//! Token cursor shared by the WebIDL and binding description parsers

use crate::{
    error::{ParseError as Error, Result},
    lexer::Lexer,
    span::Position,
    token::{Token, TokenKind},
};

/// Recursive descent helper over a token vector
pub struct TokenStream {
    tokens: Vec<Token>,
    current: usize,
}

impl TokenStream {
    /// Tokenize `input` and position the cursor on the first token
    pub fn new(input: &str) -> Result<Self> {
        let tokens = Lexer::new(input).tokenize()?;
        Ok(TokenStream { tokens, current: 0 })
    }

    pub fn current_token(&self) -> &Token {
        // the lexer always terminates the vector with Eof
        let last = self.tokens.len().saturating_sub(1);
        &self.tokens[self.current.min(last)]
    }

    pub fn peek_token(&self, offset: usize) -> &Token {
        let last = self.tokens.len().saturating_sub(1);
        &self.tokens[(self.current + offset).min(last)]
    }

    pub fn position(&self) -> Position {
        self.current_token().position
    }

    pub fn is_at_end(&self) -> bool {
        matches!(self.current_token().kind, TokenKind::Eof)
    }

    pub fn advance(&mut self) -> Token {
        let token = self.current_token().clone();
        if !self.is_at_end() {
            self.current += 1;
        }
        token
    }

    pub fn check_punct(&self, c: char) -> bool {
        self.current_token().is_punct(c)
    }

    pub fn check_ident(&self, name: &str) -> bool {
        self.current_token().is_ident(name)
    }

    pub fn match_punct(&mut self, c: char) -> bool {
        if self.check_punct(c) {
            self.advance();
            true
        } else {
            false
        }
    }

    pub fn match_ident(&mut self, name: &str) -> bool {
        if self.check_ident(name) {
            self.advance();
            true
        } else {
            false
        }
    }

    pub fn expect_punct(&mut self, c: char) -> Result<()> {
        if self.match_punct(c) {
            Ok(())
        } else {
            Err(self.unexpected(format!("'{}'", c)))
        }
    }

    pub fn expect_keyword(&mut self, name: &str) -> Result<()> {
        if self.match_ident(name) {
            Ok(())
        } else {
            Err(self.unexpected(format!("`{}`", name)))
        }
    }

    pub fn expect_ident(&mut self) -> Result<String> {
        match &self.current_token().kind {
            TokenKind::Ident(name) => {
                let name = name.clone();
                self.advance();
                Ok(name)
            }
            _ => Err(self.unexpected("identifier")),
        }
    }

    pub fn expect_string(&mut self) -> Result<String> {
        match &self.current_token().kind {
            TokenKind::String(value) => {
                let value = value.clone();
                self.advance();
                Ok(value)
            }
            _ => Err(self.unexpected("string literal")),
        }
    }

    /// Error for the current token given what was expected
    pub fn unexpected(&self, expected: impl Into<String>) -> Error {
        let token = self.current_token();
        match token.kind {
            TokenKind::Eof => Error::unexpected_eof(expected),
            ref found => Error::unexpected_token(expected, found.to_string(), token.position),
        }
    }

    /// Consume a balanced bracketed group starting at the current opener
    pub fn skip_group(&mut self, open: char, close: char) -> Result<()> {
        self.expect_punct(open)?;
        let mut depth = 1usize;
        while depth > 0 {
            if self.is_at_end() {
                return Err(Error::unexpected_eof(format!("'{}'", close)));
            }
            let token = self.advance();
            if token.is_punct(open) {
                depth += 1;
            } else if token.is_punct(close) {
                depth -= 1;
            }
        }
        Ok(())
    }

    /// Consume tokens up to and including the next `;` outside any brackets
    pub fn skip_statement(&mut self) -> Result<()> {
        let mut depth = 0usize;
        loop {
            if self.is_at_end() {
                return Err(Error::unexpected_eof("';'"));
            }
            let token = self.advance();
            match token.kind {
                TokenKind::Punct('{' | '(' | '[') => depth += 1,
                TokenKind::Punct('}' | ')' | ']') => depth = depth.saturating_sub(1),
                TokenKind::Punct(';') if depth == 0 => return Ok(()),
                _ => {}
            }
        }
    }
}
━━━━
▸ Assignment:
Bring together every line in the entries that holds the string "last".

▸ Solution for this exercise:
        let last = self.tokens.len().saturating_sub(1);
        &self.tokens[self.current.min(last)]
        let last = self.tokens.len().saturating_sub(1);
        &self.tokens[(self.current + offset).min(last)]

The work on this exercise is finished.